_BRIEF_
Set down all of the data exactly as it appears.

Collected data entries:
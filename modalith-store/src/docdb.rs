// Copyright 2025 Modalith (https://github.com/modalith)
//
// This program is free software: you can redistribute it and/or modify
// it under the terms of the GNU Affero General Public License as published by
// the Free Software Foundation, either version 3 of the License, or
// (at your option) any later version.
//
// This program is distributed in the hope that it will be useful,
// but WITHOUT ANY WARRANTY; without even the implied warranty of
// MERCHANTABILITY or FITNESS FOR A PARTICULAR PURPOSE. See the
// GNU Affero General Public License for more details.
//
// You should have received a copy of the GNU Affero General Public License
// along with this program. If not, see <https://www.gnu.org/licenses/>.

//! Document-DB control-plane backend.
//!
//! One logical document per entity under a named collection, optionally under
//! a configurable collection prefix. All mutations go through `commit`
//! batches capped at [`MAX_BATCH_OPS`] operations. The driver seam is where a
//! vendor document database plugs in; the in-memory driver ships for dev and
//! tests.

use std::collections::{BTreeMap, BTreeSet};
use std::sync::Arc;

use chrono::{DateTime, Utc};
use dashmap::DashMap;
use modalith_core::entities::{
    self, AbacPolicy, ApiKeyRecord, ChaosPolicy, ChaosRun, DeviceRecord, ModelRecord,
    OcrConnector, PrivacyPolicy, RoleBindings, TrainingJob, WorkflowRun, WorkflowSpec,
};
use serde::de::DeserializeOwned;
use serde::{Deserialize, Serialize};
use serde_json::Value;
use tracing::warn;

use crate::error::{Result, StoreError};
use crate::interfaces::{
    AbacStore, ApiKeyStore, ChaosStore, ConnectorStore, DataFactoryStore, FleetStore,
    PrivacyStore, RbacStore, WorkflowStore,
};

/// Upper bound on operations per committed batch.
pub const MAX_BATCH_OPS: usize = 450;

#[derive(Debug, Clone)]
pub enum WriteOp {
    Put {
        collection: String,
        id: String,
        doc: Value,
    },
    Delete {
        collection: String,
        id: String,
    },
}

/// Minimal document-database surface the adaptor is written against.
pub trait DocumentDriver: Send + Sync {
    fn fetch_all(&self, collection: &str) -> Result<Vec<Value>>;

    /// Apply at most [`MAX_BATCH_OPS`] operations atomically per call.
    fn commit(&self, ops: Vec<WriteOp>) -> Result<()>;

    /// Simple equality filter; the default scans `fetch_all`.
    fn fetch_filtered(&self, collection: &str, filters: &[(String, Value)]) -> Result<Vec<Value>> {
        let mut docs = self.fetch_all(collection)?;
        docs.retain(|doc| {
            filters
                .iter()
                .all(|(key, expected)| doc.get(key) == Some(expected))
        });
        Ok(docs)
    }
}

/// DashMap-backed driver for dev deployments and tests.
#[derive(Default)]
pub struct MemoryDriver {
    collections: DashMap<String, BTreeMap<String, Value>>,
}

impl MemoryDriver {
    pub fn new() -> Self {
        Self::default()
    }
}

impl DocumentDriver for MemoryDriver {
    fn fetch_all(&self, collection: &str) -> Result<Vec<Value>> {
        Ok(self
            .collections
            .get(collection)
            .map(|docs| docs.values().cloned().collect())
            .unwrap_or_default())
    }

    fn commit(&self, ops: Vec<WriteOp>) -> Result<()> {
        if ops.len() > MAX_BATCH_OPS {
            return Err(StoreError::Backend(format!(
                "batch of {} exceeds the {MAX_BATCH_OPS}-op commit bound",
                ops.len()
            )));
        }
        for op in ops {
            match op {
                WriteOp::Put {
                    collection,
                    id,
                    doc,
                } => {
                    self.collections.entry(collection).or_default().insert(id, doc);
                }
                WriteOp::Delete { collection, id } => {
                    if let Some(mut docs) = self.collections.get_mut(&collection) {
                        docs.remove(&id);
                    }
                }
            }
        }
        Ok(())
    }
}

pub struct DocDbControlStore {
    driver: Arc<dyn DocumentDriver>,
    prefix: String,
}

impl DocDbControlStore {
    pub fn new(driver: Arc<dyn DocumentDriver>, prefix: impl Into<String>) -> Self {
        Self {
            driver,
            prefix: prefix.into(),
        }
    }

    fn collection(&self, name: &str) -> String {
        if self.prefix.is_empty() {
            name.to_string()
        } else {
            format!("{}_{name}", self.prefix)
        }
    }

    fn commit_batched(&self, ops: Vec<WriteOp>) -> Result<()> {
        let mut ops = ops;
        while !ops.is_empty() {
            let rest = ops.split_off(ops.len().min(MAX_BATCH_OPS));
            self.driver.commit(ops)?;
            ops = rest;
        }
        Ok(())
    }

    fn load_all<T: DeserializeOwned>(&self, name: &str) -> Result<Vec<T>> {
        let docs = self.driver.fetch_all(&self.collection(name))?;
        let mut out = Vec::with_capacity(docs.len());
        for doc in docs {
            match serde_json::from_value::<T>(doc) {
                Ok(value) => out.push(value),
                Err(err) => warn!(collection = name, error = %err, "skipping malformed document"),
            }
        }
        Ok(out)
    }

    /// Replace the whole collection: delete ids that disappeared, put the rest.
    fn replace_all<T: Serialize>(
        &self,
        name: &str,
        items: &[T],
        id_of: impl Fn(&T) -> String,
    ) -> Result<()> {
        let collection = self.collection(name);
        let existing: BTreeSet<String> = self
            .driver
            .fetch_all(&collection)?
            .into_iter()
            .filter_map(|doc| doc.get("id").and_then(Value::as_str).map(str::to_string))
            .collect();
        let incoming: BTreeSet<String> = items.iter().map(&id_of).collect();

        let mut ops = Vec::new();
        for gone in existing.difference(&incoming) {
            ops.push(WriteOp::Delete {
                collection: collection.clone(),
                id: gone.clone(),
            });
        }
        for item in items {
            ops.push(WriteOp::Put {
                collection: collection.clone(),
                id: id_of(item),
                doc: serde_json::to_value(item)?,
            });
        }
        self.commit_batched(ops)
    }

    fn put_one<T: Serialize>(&self, name: &str, id: &str, item: &T) -> Result<()> {
        self.commit_batched(vec![WriteOp::Put {
            collection: self.collection(name),
            id: id.to_string(),
            doc: serde_json::to_value(item)?,
        }])
    }
}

_EXPECTED ANSWER_
filename modalith-store/src/docdb.rs
// Copyright 2025 Modalith (https://github.com/modalith)
//
// This program is free software: you can redistribute it and/or modify
// it under the terms of the GNU Affero General Public License as published by
// the Free Software Foundation, either version 3 of the License, or
// (at your option) any later version.
//
// This program is distributed in the hope that it will be useful,
// but WITHOUT ANY WARRANTY; without even the implied warranty of
// MERCHANTABILITY or FITNESS FOR A PARTICULAR PURPOSE. See the
// GNU Affero General Public License for more details.
//
// You should have received a copy of the GNU Affero General Public License
// along with this program. If not, see <https://www.gnu.org/licenses/>.

//! Document-DB control-plane backend.
//!
//! One logical document per entity under a named collection, optionally under
//! a configurable collection prefix. All mutations go through `commit`
//! batches capped at [`MAX_BATCH_OPS`] operations. The driver seam is where a
//! vendor document database plugs in; the in-memory driver ships for dev and
//! tests.

use std::collections::{BTreeMap, BTreeSet};
use std::sync::Arc;

use chrono::{DateTime, Utc};
use dashmap::DashMap;
use modalith_core::entities::{
    self, AbacPolicy, ApiKeyRecord, ChaosPolicy, ChaosRun, DeviceRecord, ModelRecord,
    OcrConnector, PrivacyPolicy, RoleBindings, TrainingJob, WorkflowRun, WorkflowSpec,
};
use serde::de::DeserializeOwned;
use serde::{Deserialize, Serialize};
use serde_json::Value;
use tracing::warn;

use crate::error::{Result, StoreError};
use crate::interfaces::{
    AbacStore, ApiKeyStore, ChaosStore, ConnectorStore, DataFactoryStore, FleetStore,
    PrivacyStore, RbacStore, WorkflowStore,
};

/// Upper bound on operations per committed batch.
pub const MAX_BATCH_OPS: usize = 450;

#[derive(Debug, Clone)]
pub enum WriteOp {
    Put {
        collection: String,
        id: String,
        doc: Value,
    },
    Delete {
        collection: String,
        id: String,
    },
}

/// Minimal document-database surface the adaptor is written against.
pub trait DocumentDriver: Send + Sync {
    fn fetch_all(&self, collection: &str) -> Result<Vec<Value>>;

    /// Apply at most [`MAX_BATCH_OPS`] operations atomically per call.
    fn commit(&self, ops: Vec<WriteOp>) -> Result<()>;

    /// Simple equality filter; the default scans `fetch_all`.
    fn fetch_filtered(&self, collection: &str, filters: &[(String, Value)]) -> Result<Vec<Value>> {
        let mut docs = self.fetch_all(collection)?;
        docs.retain(|doc| {
            filters
                .iter()
                .all(|(key, expected)| doc.get(key) == Some(expected))
        });
        Ok(docs)
    }
}

/// DashMap-backed driver for dev deployments and tests.
#[derive(Default)]
pub struct MemoryDriver {
    collections: DashMap<String, BTreeMap<String, Value>>,
}

impl MemoryDriver {
    pub fn new() -> Self {
        Self::default()
    }
}

impl DocumentDriver for MemoryDriver {
    fn fetch_all(&self, collection: &str) -> Result<Vec<Value>> {
        Ok(self
            .collections
            .get(collection)
            .map(|docs| docs.values().cloned().collect())
            .unwrap_or_default())
    }

    fn commit(&self, ops: Vec<WriteOp>) -> Result<()> {
        if ops.len() > MAX_BATCH_OPS {
            return Err(StoreError::Backend(format!(
                "batch of {} exceeds the {MAX_BATCH_OPS}-op commit bound",
                ops.len()
            )));
        }
        for op in ops {
            match op {
                WriteOp::Put {
                    collection,
                    id,
                    doc,
                } => {
                    self.collections.entry(collection).or_default().insert(id, doc);
                }
                WriteOp::Delete { collection, id } => {
                    if let Some(mut docs) = self.collections.get_mut(&collection) {
                        docs.remove(&id);
                    }
                }
            }
        }
        Ok(())
    }
}

pub struct DocDbControlStore {
    driver: Arc<dyn DocumentDriver>,
    prefix: String,
}

impl DocDbControlStore {
    pub fn new(driver: Arc<dyn DocumentDriver>, prefix: impl Into<String>) -> Self {
        Self {
            driver,
            prefix: prefix.into(),
        }
    }

    fn collection(&self, name: &str) -> String {
        if self.prefix.is_empty() {
            name.to_string()
        } else {
            format!("{}_{name}", self.prefix)
        }
    }

    fn commit_batched(&self, ops: Vec<WriteOp>) -> Result<()> {
        let mut ops = ops;
        while !ops.is_empty() {
            let rest = ops.split_off(ops.len().min(MAX_BATCH_OPS));
            self.driver.commit(ops)?;
            ops = rest;
        }
        Ok(())
    }

    fn load_all<T: DeserializeOwned>(&self, name: &str) -> Result<Vec<T>> {
        let docs = self.driver.fetch_all(&self.collection(name))?;
        let mut out = Vec::with_capacity(docs.len());
        for doc in docs {
            match serde_json::from_value::<T>(doc) {
                Ok(value) => out.push(value),
                Err(err) => warn!(collection = name, error = %err, "skipping malformed document"),
            }
        }
        Ok(out)
    }

    /// Replace the whole collection: delete ids that disappeared, put the rest.
    fn replace_all<T: Serialize>(
        &self,
        name: &str,
        items: &[T],
        id_of: impl Fn(&T) -> String,
    ) -> Result<()> {
        let collection = self.collection(name);
        let existing: BTreeSet<String> = self
            .driver
            .fetch_all(&collection)?
            .into_iter()
            .filter_map(|doc| doc.get("id").and_then(Value::as_str).map(str::to_string))
            .collect();
        let incoming: BTreeSet<String> = items.iter().map(&id_of).collect();

        let mut ops = Vec::new();
        for gone in existing.difference(&incoming) {
            ops.push(WriteOp::Delete {
                collection: collection.clone(),
                id: gone.clone(),
            });
        }
        for item in items {
            ops.push(WriteOp::Put {
                collection: collection.clone(),
                id: id_of(item),
                doc: serde_json::to_value(item)?,
            });
        }
        self.commit_batched(ops)
    }

    fn put_one<T: Serialize>(&self, name: &str, id: &str, item: &T) -> Result<()> {
        self.commit_batched(vec![WriteOp::Put {
            collection: self.collection(name),
            id: id.to_string(),
            doc: serde_json::to_value(item)?,
        }])
    }
}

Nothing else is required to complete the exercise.